Write out each line of the entries exactly, starting at the first and finishing with the line that contains "fn remove_section(&mut self, index: usize)".

-*-

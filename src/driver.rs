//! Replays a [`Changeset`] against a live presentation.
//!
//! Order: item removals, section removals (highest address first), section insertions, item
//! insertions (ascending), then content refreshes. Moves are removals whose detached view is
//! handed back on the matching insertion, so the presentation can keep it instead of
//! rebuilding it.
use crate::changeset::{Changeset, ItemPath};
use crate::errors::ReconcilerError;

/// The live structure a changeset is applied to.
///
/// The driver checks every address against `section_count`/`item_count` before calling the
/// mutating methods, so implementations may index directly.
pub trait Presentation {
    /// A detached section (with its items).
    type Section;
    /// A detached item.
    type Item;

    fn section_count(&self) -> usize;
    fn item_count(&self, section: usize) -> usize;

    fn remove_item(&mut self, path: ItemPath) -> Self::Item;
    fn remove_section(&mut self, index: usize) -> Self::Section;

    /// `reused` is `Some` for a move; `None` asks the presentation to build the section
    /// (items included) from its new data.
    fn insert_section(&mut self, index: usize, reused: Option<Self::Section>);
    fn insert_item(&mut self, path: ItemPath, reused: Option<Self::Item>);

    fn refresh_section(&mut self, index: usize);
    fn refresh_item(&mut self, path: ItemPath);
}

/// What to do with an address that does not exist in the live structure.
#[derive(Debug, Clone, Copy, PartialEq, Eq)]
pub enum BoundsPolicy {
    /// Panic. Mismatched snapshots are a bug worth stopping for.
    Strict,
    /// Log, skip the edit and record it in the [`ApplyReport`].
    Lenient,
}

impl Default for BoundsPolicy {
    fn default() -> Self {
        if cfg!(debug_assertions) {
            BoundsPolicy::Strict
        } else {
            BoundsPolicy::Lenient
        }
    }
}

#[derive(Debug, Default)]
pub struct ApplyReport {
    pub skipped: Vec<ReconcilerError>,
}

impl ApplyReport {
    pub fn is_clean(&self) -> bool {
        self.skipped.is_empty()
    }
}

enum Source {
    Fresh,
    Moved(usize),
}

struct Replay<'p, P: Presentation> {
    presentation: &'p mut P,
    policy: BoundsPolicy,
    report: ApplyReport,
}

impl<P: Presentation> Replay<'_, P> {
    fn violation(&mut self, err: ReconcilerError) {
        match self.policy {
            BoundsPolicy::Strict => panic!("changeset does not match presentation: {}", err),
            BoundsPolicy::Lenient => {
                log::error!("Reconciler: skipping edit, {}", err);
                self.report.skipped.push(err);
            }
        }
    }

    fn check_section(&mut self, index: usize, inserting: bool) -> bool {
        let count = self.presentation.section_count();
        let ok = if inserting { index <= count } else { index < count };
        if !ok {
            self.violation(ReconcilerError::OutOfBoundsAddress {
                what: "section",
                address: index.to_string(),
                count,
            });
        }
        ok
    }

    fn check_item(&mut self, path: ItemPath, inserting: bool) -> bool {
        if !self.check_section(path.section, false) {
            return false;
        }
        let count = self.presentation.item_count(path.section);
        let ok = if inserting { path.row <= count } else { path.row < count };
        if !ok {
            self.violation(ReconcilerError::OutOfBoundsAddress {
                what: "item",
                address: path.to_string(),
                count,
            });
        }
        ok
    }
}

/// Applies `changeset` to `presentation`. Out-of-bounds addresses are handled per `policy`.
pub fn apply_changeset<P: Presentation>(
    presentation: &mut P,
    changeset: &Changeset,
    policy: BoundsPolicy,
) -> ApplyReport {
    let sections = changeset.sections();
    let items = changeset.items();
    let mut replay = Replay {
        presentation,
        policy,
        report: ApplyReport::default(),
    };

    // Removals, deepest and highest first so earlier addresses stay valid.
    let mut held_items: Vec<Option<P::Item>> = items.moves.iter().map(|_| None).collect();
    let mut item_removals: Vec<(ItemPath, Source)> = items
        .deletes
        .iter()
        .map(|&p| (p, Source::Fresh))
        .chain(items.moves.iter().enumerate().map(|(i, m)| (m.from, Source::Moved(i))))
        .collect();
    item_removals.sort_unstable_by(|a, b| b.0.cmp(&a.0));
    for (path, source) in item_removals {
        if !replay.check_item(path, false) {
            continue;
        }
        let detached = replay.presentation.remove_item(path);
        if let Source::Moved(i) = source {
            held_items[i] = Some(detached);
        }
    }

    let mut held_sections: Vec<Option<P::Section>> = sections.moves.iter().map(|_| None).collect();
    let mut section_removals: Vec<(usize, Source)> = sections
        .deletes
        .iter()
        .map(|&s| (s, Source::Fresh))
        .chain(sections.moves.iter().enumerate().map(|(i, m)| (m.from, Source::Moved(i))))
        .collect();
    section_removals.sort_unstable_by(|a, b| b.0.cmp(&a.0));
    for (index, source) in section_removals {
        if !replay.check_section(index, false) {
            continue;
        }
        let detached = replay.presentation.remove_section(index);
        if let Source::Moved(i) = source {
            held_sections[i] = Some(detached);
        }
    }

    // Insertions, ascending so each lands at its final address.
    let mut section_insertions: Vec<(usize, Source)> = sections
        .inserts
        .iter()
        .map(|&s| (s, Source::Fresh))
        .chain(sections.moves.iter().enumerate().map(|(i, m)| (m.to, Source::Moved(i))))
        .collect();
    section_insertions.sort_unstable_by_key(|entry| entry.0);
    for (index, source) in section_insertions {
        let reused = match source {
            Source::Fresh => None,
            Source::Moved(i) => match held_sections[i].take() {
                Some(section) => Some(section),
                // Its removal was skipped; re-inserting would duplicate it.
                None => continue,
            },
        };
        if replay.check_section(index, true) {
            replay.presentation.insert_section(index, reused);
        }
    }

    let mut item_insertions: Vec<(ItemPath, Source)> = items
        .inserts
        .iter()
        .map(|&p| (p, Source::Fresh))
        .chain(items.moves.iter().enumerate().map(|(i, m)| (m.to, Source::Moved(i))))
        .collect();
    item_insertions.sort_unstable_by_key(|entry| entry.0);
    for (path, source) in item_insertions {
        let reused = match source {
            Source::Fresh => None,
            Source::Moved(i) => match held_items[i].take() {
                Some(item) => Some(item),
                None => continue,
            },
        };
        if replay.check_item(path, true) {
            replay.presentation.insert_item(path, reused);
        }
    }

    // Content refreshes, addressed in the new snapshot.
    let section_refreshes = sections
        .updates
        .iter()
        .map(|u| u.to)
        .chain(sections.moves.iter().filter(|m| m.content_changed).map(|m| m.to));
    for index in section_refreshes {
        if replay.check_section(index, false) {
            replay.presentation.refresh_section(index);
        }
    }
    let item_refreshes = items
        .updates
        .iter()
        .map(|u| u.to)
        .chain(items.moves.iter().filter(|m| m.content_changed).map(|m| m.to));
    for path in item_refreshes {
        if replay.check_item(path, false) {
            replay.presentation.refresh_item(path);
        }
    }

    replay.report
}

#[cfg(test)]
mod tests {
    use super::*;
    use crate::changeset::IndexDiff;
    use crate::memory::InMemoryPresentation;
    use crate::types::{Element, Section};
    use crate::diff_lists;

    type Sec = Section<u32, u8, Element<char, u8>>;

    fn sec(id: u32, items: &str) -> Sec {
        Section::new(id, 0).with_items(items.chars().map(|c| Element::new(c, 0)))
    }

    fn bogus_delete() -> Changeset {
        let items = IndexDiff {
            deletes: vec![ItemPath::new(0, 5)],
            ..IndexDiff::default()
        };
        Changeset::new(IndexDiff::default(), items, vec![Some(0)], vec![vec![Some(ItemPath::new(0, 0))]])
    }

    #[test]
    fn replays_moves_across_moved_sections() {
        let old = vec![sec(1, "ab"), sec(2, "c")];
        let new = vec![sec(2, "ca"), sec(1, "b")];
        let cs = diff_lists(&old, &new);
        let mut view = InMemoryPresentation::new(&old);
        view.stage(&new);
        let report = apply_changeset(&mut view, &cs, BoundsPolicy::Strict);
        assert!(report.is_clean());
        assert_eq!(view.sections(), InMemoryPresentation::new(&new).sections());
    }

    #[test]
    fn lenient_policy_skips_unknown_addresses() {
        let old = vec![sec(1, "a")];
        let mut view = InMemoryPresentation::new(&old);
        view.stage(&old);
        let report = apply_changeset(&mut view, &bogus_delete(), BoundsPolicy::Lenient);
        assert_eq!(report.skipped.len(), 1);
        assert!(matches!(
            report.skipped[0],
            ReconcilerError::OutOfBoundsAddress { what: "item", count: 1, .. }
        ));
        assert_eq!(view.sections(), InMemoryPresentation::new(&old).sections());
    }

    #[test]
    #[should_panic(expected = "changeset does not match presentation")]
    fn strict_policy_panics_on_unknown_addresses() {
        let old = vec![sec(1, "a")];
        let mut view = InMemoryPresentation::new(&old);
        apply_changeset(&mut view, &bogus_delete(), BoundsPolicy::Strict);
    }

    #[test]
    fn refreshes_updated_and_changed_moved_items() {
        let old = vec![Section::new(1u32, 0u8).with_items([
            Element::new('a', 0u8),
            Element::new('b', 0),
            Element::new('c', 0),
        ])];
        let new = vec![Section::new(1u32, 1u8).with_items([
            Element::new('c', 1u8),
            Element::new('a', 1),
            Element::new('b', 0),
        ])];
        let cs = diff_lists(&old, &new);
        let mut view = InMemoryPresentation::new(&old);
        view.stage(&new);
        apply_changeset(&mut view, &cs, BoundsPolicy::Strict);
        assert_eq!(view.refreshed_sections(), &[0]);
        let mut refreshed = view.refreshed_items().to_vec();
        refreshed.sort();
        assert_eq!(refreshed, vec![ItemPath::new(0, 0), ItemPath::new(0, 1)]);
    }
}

-*-

COMPLETED EXERCISE:
filename src/driver.rs
//! Replays a [`Changeset`] against a live presentation.
//!
//! Order: item removals, section removals (highest address first), section insertions, item
//! insertions (ascending), then content refreshes. Moves are removals whose detached view is
//! handed back on the matching insertion, so the presentation can keep it instead of
//! rebuilding it.
use crate::changeset::{Changeset, ItemPath};
use crate::errors::ReconcilerError;

/// The live structure a changeset is applied to.
///
/// The driver checks every address against `section_count`/`item_count` before calling the
/// mutating methods, so implementations may index directly.
pub trait Presentation {
    /// A detached section (with its items).
    type Section;
    /// A detached item.
    type Item;

    fn section_count(&self) -> usize;
    fn item_count(&self, section: usize) -> usize;

    fn remove_item(&mut self, path: ItemPath) -> Self::Item;
    fn remove_section(&mut self, index: usize) -> Self::Section;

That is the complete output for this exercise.